# Best Company Home Theater



## sushants (Apr 24, 2013)

I want to buy a new home theater. So i want to know which company of home theater is best?


----------



## bruiser (Jul 30, 2005)

I suppose you are wanting a projector? Put "what is the best projector" into a good search engine, and you'll find lots of info.


----------



## Basementgeek (Feb 7, 2005)

Need to check just what is available in your country. Good systems here my not be available to you.

WE don't know where you are, tell us, that would help.

BG


----------



## JimE (Apr 16, 2009)

It would also help to know EXACTLY what you are wanting to know. "Home Theater" generically applies to the TV/projector and the audio system but can also apply to the entire room.

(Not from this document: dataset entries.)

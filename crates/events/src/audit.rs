//! Audit log - append-only JSONL trail of fraud events
//!
//! Each line is one JSON-serialized [`FraudEvent`]. The file is append-only
//! and never modified; terminal records stay for audit. An in-memory mode
//! exists for tests and for deployments that ship audit elsewhere.

use std::fs::{File, OpenOptions};
use std::io::{BufRead, BufReader, Write};
use std::path::{Path, PathBuf};
use std::sync::Mutex;

use crate::error::EventResult;
use crate::event::FraudEvent;

/// Append-only JSONL audit log, shareable across threads
pub struct AuditLog {
    path: PathBuf,
    file: Mutex<Option<File>>,
}

impl AuditLog {
    /// Create (or reopen for append) a log at the given path
    pub fn new(path: impl AsRef<Path>) -> EventResult<Self> {
        let path = path.as_ref().to_path_buf();

        if let Some(parent) = path.parent() {
            std::fs::create_dir_all(parent)?;
        }

        let file = OpenOptions::new().create(true).append(true).open(&path)?;

        Ok(Self {
            path,
            file: Mutex::new(Some(file)),
        })
    }

    /// Create an in-memory log (for testing) - appends validate
    /// serialization but store nothing
    pub fn in_memory() -> Self {
        Self {
            path: PathBuf::new(),
            file: Mutex::new(None),
        }
    }

    /// Append an event
    pub fn append(&self, event: &FraudEvent) -> EventResult<()> {
        let json = serde_json::to_string(event)?;
        let mut guard = self.file.lock().expect("audit log lock poisoned");
        if let Some(ref mut file) = *guard {
            writeln!(file, "{}", json)?;
            file.flush()?;
        }
        Ok(())
    }

    /// Read all events back from disk
    pub fn read_all(&self) -> EventResult<Vec<FraudEvent>> {
        if self.is_in_memory() {
            return Ok(Vec::new());
        }

        let file = File::open(&self.path)?;
        let reader = BufReader::new(file);
        let mut events = Vec::new();

        for line in reader.lines() {
            let line = line?;
            if line.trim().is_empty() {
                continue;
            }
            events.push(serde_json::from_str(&line)?);
        }

        Ok(events)
    }

    /// Get the path to the log file
    pub fn path(&self) -> &Path {
        &self.path
    }

    /// Check if this is an in-memory log
    pub fn is_in_memory(&self) -> bool {
        self.file.lock().expect("audit log lock poisoned").is_none()
    }
}
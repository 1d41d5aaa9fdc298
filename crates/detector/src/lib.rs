//! ReliefGuard Pattern Detector
//!
//! Given a candidate transaction and a read-only snapshot of the actor's
//! recent history, produce the flag/warning set. Each check is an
//! independent, named, pure function; the detector runs all of them and
//! unions their outputs - a transaction may accumulate multiple flags.
//!
//! ## Key components
//!
//! - [`config::DetectorConfig`] - configurable thresholds (never hardcoded globals)
//! - [`signal::Pattern`] / [`signal::Flag`] / [`signal::Warning`] - signal vocabulary
//! - [`history::HistorySnapshot`] - consistent windowed aggregates for one evaluation
//! - [`checks`] - the check registry
//! - [`detector::PatternDetector`] - runs the registry, handles degraded mode

pub mod checks;
pub mod config;
pub mod detector;
pub mod history;
pub mod signal;

pub use config::DetectorConfig;
pub use detector::{Detection, PatternDetector};
pub use history::HistorySnapshot;
pub use signal::{Flag, Pattern, Severity, Warning};
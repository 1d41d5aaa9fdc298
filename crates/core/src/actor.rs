//! Actor classification and capability checks
//!
//! Every transaction actor is either a beneficiary (spending relief funds)
//! or a vendor (receiving payouts). Privileged case-manager and review-queue
//! operations require the verifier or admin capability, checked through the
//! injected [`RoleProvider`] boundary.

use serde::{Deserialize, Serialize};
use std::collections::{HashMap, HashSet};
use strum_macros::{Display, EnumString};

/// Kind of entity a transaction actor or fraud report targets
#[derive(
    Debug, Clone, Copy, PartialEq, Eq, Hash, Serialize, Deserialize, Display, EnumString,
)]
#[serde(rename_all = "snake_case")]
#[strum(serialize_all = "snake_case")]
pub enum EntityType {
    /// Relief fund beneficiary
    Beneficiary,
    /// Vendor receiving payouts
    Vendor,
}

/// Privileged roles recognized by the engine
#[derive(
    Debug, Clone, Copy, PartialEq, Eq, Hash, Serialize, Deserialize, Display, EnumString,
)]
#[serde(rename_all = "snake_case")]
#[strum(serialize_all = "snake_case")]
pub enum Role {
    /// May review flagged transactions and investigate reports
    Verifier,
    /// Full administrative capability
    Admin,
}

/// Capability check boundary.
///
/// The engine never stores user/role data itself; callers inject an
/// implementation backed by their identity system.
pub trait RoleProvider: Send + Sync {
    /// Does `user_id` hold `role`?
    fn has_role(&self, user_id: &str, role: Role) -> bool;

    /// Convenience: verifier or admin capability
    fn can_review(&self, user_id: &str) -> bool {
        self.has_role(user_id, Role::Verifier) || self.has_role(user_id, Role::Admin)
    }
}

/// In-memory role table for tests and single-node deployments
#[derive(Debug, Default)]
pub struct StaticRoles {
    grants: HashMap<String, HashSet<Role>>,
}

impl StaticRoles {
    /// Create an empty role table
    pub fn new() -> Self {
        Self::default()
    }

    /// Grant a role to a user (builder style)
    pub fn grant(mut self, user_id: impl Into<String>, role: Role) -> Self {
        self.grants.entry(user_id.into()).or_default().insert(role);
        self
    }
}

impl RoleProvider for StaticRoles {
    fn has_role(&self, user_id: &str, role: Role) -> bool {
        self.grants
            .get(user_id)
            .map(|roles| roles.contains(&role))
            .unwrap_or(false)
    }
}
//! LedgerAccessor trait - the injected history boundary

use chrono::{DateTime, Duration, Utc};
use rust_decimal::Decimal;

use reliefguard_core::Transaction;

use crate::error::LedgerResult;

/// Read access to admitted (completed or pending) transactions.
///
/// Implementations must reflect transactions already admitted - including an
/// in-flight one once recorded - consistently with the per-actor
/// serialization discipline enforced by the engine.
pub trait LedgerAccessor: Send + Sync {
    /// Ordered (ascending by timestamp) transactions sent by `actor_id`
    /// since `since`.
    fn history(&self, actor_id: &str, since: DateTime<Utc>) -> LedgerResult<Vec<Transaction>>;

    /// Ordered transactions received by `counterparty_id` since `since`.
    fn received_history(
        &self,
        counterparty_id: &str,
        since: DateTime<Utc>,
    ) -> LedgerResult<Vec<Transaction>>;

    /// Sum of `actor_id`'s outgoing transactions in the trailing 24 hours
    /// as of `as_of`.
    fn daily_total(&self, actor_id: &str, as_of: DateTime<Utc>) -> LedgerResult<Decimal> {
        let txs = self.history(actor_id, as_of - Duration::hours(24))?;
        Ok(txs
            .iter()
            .filter(|t| t.timestamp <= as_of)
            .map(|t| t.amount.value())
            .sum())
    }

    /// Admit an evaluated transaction into history.
    ///
    /// Called inside the engine's per-actor critical section so that racing
    /// same-actor candidates observe each other.
    fn record(&self, tx: Transaction) -> LedgerResult<()>;
}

From your post, it's not clear if you want hardware recommendations, or a company that can create/install/setup a home theater for you.


----------



## sushants (Apr 24, 2013)

Thanks to all for your opinion.


----------



## Aklian (Jul 24, 2013)

I also want to tell you about my experience about the home theater because i am using Samsung and it is really a very good company who makes all kind of electronics.


----------



## hunsers (Aug 20, 2013)

Yeap, you want a projector or a TV right?
BenQ is also OK, you can find many glasses for it


----------